Stored items
════════════════════
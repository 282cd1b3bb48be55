// THEORY:
// `CaptureWorkers` moves buffer filling off the render loop. Detector frames are
// submitted to a dispatcher task that hands them round-robin to a fixed set of worker
// tasks; each worker fills the next free buffer of the shared pool and reports the
// outcome on a results channel. The render loop drains that channel once per tick
// (`ViewerPipeline::drain_workers`) and never waits on a producer.
//
// The pool's own per-buffer locks make concurrent `fill_next` calls safe, so workers
// share nothing but the `Arc<FrameBufferPool>`.

use crate::core_modules::frame_buffer::{DetectorFrame, FrameStats};
use crate::core_modules::frame_buffer_pool::FrameBufferPool;
use crate::error::{PipelineError, PoolError};
use futures::future::join_all;
use std::sync::Arc;
use tokio::sync::mpsc;
use tokio::task::JoinHandle;
use tracing::{debug, info};

/// Result of one submitted frame.
#[derive(Debug, Clone, PartialEq)]
pub enum CaptureOutcome {
    Filled(FrameStats),
    /// The pool had no free buffer.
    Dropped,
    Rejected(PoolError),
}

pub struct CaptureWorkers {
    task_sender: Option<mpsc::UnboundedSender<DetectorFrame>>,
    results: mpsc::UnboundedReceiver<CaptureOutcome>,
    dispatcher: JoinHandle<()>,
    workers: Vec<JoinHandle<()>>,
}

impl CaptureWorkers {
    /// Spawns `worker_count` workers (at least one) on the current tokio runtime.
    pub fn new(pool: Arc<FrameBufferPool>, worker_count: usize) -> Self {
        let worker_count = worker_count.max(1);
        let (task_sender, mut task_receiver) = mpsc::unbounded_channel::<DetectorFrame>();
        let (result_sender, results) = mpsc::unbounded_channel::<CaptureOutcome>();

        let (worker_senders, worker_receivers): (Vec<_>, Vec<_>) = (0..worker_count)
            .map(|_| mpsc::unbounded_channel::<DetectorFrame>())
            .unzip();

        let dispatcher = tokio::spawn(async move {
            let mut worker_idx = 0;
            while let Some(frame) = task_receiver.recv().await {
                if worker_senders[worker_idx].send(frame).is_err() {
                    break;
                }
                worker_idx = (worker_idx + 1) % worker_senders.len();
            }
        });

        let workers = worker_receivers
            .into_iter()
            .enumerate()
            .map(|(id, mut receiver)| {
                let pool = Arc::clone(&pool);
                let results = result_sender.clone();
                tokio::spawn(async move {
                    while let Some(frame) = receiver.recv().await {
                        let outcome = match pool.fill_next(frame.samples(), frame.max_count, frame.seed) {
                            Ok(stats) => CaptureOutcome::Filled(stats),
                            Err(PoolError::Exhausted) => CaptureOutcome::Dropped,
                            Err(err) => CaptureOutcome::Rejected(err),
                        };
                        if results.send(outcome).is_err() {
                            break;
                        }
                    }
                    debug!(worker = id, "capture worker finished");
                })
            })
            .collect();

        info!(workers = worker_count, "capture workers started");
        Self {
            task_sender: Some(task_sender),
            results,
            dispatcher,
            workers,
        }
    }

    /// Queues a frame for filling.
    pub fn submit(&self, frame: DetectorFrame) -> Result<(), PipelineError> {
        let sender = self.task_sender.as_ref().ok_or(PipelineError::WorkerPoolClosed)?;
        sender.send(frame).map_err(|_| PipelineError::WorkerPoolClosed)
    }

    /// The next finished outcome, if one is ready.
    pub fn try_next(&mut self) -> Option<CaptureOutcome> {
        self.results.try_recv().ok()
    }

    /// Waits for the next outcome; `None` once every worker has finished.
    pub async fn next(&mut self) -> Option<CaptureOutcome> {
        self.results.recv().await
    }

    pub fn worker_count(&self) -> usize {
        self.workers.len()
    }

    /// Stops accepting frames, lets queued frames finish and joins every task.
    /// Outcomes not yet drained are returned.
    pub async fn shutdown(mut self) -> Vec<CaptureOutcome> {
        self.task_sender.take();
        let _ = self.dispatcher.await;
        join_all(self.workers.drain(..)).await;

        let mut remaining = Vec::new();
        while let Ok(outcome) = self.results.try_recv() {
            remaining.push(outcome);
        }
        info!(remaining = remaining.len(), "capture workers shut down");
        remaining
    }
}
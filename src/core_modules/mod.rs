pub mod classifier;
pub mod cluster_scene;
pub mod demo_source;
pub mod frame_buffer;
pub mod frame_buffer_pool;
pub mod motion;
pub mod palette;
pub mod rate_counter;
pub mod surface;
════════════════════
- _EXERCISE DESCRIPTION_
An unaltered transcription of all the data above is needed.

- _ANSWER SPACE_
repository 282cd1b3bb48be55
// THEORY:
// `CaptureWorkers` moves buffer filling off the render loop. Detector frames are
// submitted to a dispatcher task that hands them round-robin to a fixed set of worker
// tasks; each worker fills the next free buffer of the shared pool and reports the
// outcome on a results channel. The render loop drains that channel once per tick
// (`ViewerPipeline::drain_workers`) and never waits on a producer.
//
// The pool's own per-buffer locks make concurrent `fill_next` calls safe, so workers
// share nothing but the `Arc<FrameBufferPool>`.

use crate::core_modules::frame_buffer::{DetectorFrame, FrameStats};
use crate::core_modules::frame_buffer_pool::FrameBufferPool;
use crate::error::{PipelineError, PoolError};
use futures::future::join_all;
use std::sync::Arc;
use tokio::sync::mpsc;
use tokio::task::JoinHandle;
use tracing::{debug, info};

/// Result of one submitted frame.
#[derive(Debug, Clone, PartialEq)]
pub enum CaptureOutcome {
    Filled(FrameStats),
    /// The pool had no free buffer.
    Dropped,
    Rejected(PoolError),
}

pub struct CaptureWorkers {
    task_sender: Option<mpsc::UnboundedSender<DetectorFrame>>,
    results: mpsc::UnboundedReceiver<CaptureOutcome>,
    dispatcher: JoinHandle<()>,
    workers: Vec<JoinHandle<()>>,
}

impl CaptureWorkers {
    /// Spawns `worker_count` workers (at least one) on the current tokio runtime.
    pub fn new(pool: Arc<FrameBufferPool>, worker_count: usize) -> Self {
        let worker_count = worker_count.max(1);
        let (task_sender, mut task_receiver) = mpsc::unbounded_channel::<DetectorFrame>();
        let (result_sender, results) = mpsc::unbounded_channel::<CaptureOutcome>();

        let (worker_senders, worker_receivers): (Vec<_>, Vec<_>) = (0..worker_count)
            .map(|_| mpsc::unbounded_channel::<DetectorFrame>())
            .unzip();

        let dispatcher = tokio::spawn(async move {
            let mut worker_idx = 0;
            while let Some(frame) = task_receiver.recv().await {
                if worker_senders[worker_idx].send(frame).is_err() {
                    break;
                }
                worker_idx = (worker_idx + 1) % worker_senders.len();
            }
        });

        let workers = worker_receivers
            .into_iter()
            .enumerate()
            .map(|(id, mut receiver)| {
                let pool = Arc::clone(&pool);
                let results = result_sender.clone();
                tokio::spawn(async move {
                    while let Some(frame) = receiver.recv().await {
                        let outcome = match pool.fill_next(frame.samples(), frame.max_count, frame.seed) {
                            Ok(stats) => CaptureOutcome::Filled(stats),
                            Err(PoolError::Exhausted) => CaptureOutcome::Dropped,
                            Err(err) => CaptureOutcome::Rejected(err),
                        };
                        if results.send(outcome).is_err() {
                            break;
                        }
                    }
                    debug!(worker = id, "capture worker finished");
                })
            })
            .collect();

        info!(workers = worker_count, "capture workers started");
        Self {
            task_sender: Some(task_sender),
            results,
            dispatcher,
            workers,
        }
    }

    /// Queues a frame for filling.
    pub fn submit(&self, frame: DetectorFrame) -> Result<(), PipelineError> {
        let sender = self.task_sender.as_ref().ok_or(PipelineError::WorkerPoolClosed)?;
        sender.send(frame).map_err(|_| PipelineError::WorkerPoolClosed)
    }

    /// The next finished outcome, if one is ready.
    pub fn try_next(&mut self) -> Option<CaptureOutcome> {
        self.results.try_recv().ok()
    }

    /// Waits for the next outcome; `None` once every worker has finished.
    pub async fn next(&mut self) -> Option<CaptureOutcome> {
        self.results.recv().await
    }

    pub fn worker_count(&self) -> usize {
        self.workers.len()
    }

    /// Stops accepting frames, lets queued frames finish and joins every task.
    /// Outcomes not yet drained are returned.
    pub async fn shutdown(mut self) -> Vec<CaptureOutcome> {
        self.task_sender.take();
        let _ = self.dispatcher.await;
        join_all(self.workers.drain(..)).await;

        let mut remaining = Vec::new();
        while let Ok(outcome) = self.results.try_recv() {
            remaining.push(outcome);
        }
        info!(remaining = remaining.len(), "capture workers shut down");
        remaining
    }
}
filename src/core_modules/mod.rs
pub mod classifier;
pub mod cluster_scene;
pub mod demo_source;
pub mod frame_buffer;
pub mod frame_buffer_pool;
pub mod motion;
pub mod palette;
pub mod rate_counter;
pub mod surface;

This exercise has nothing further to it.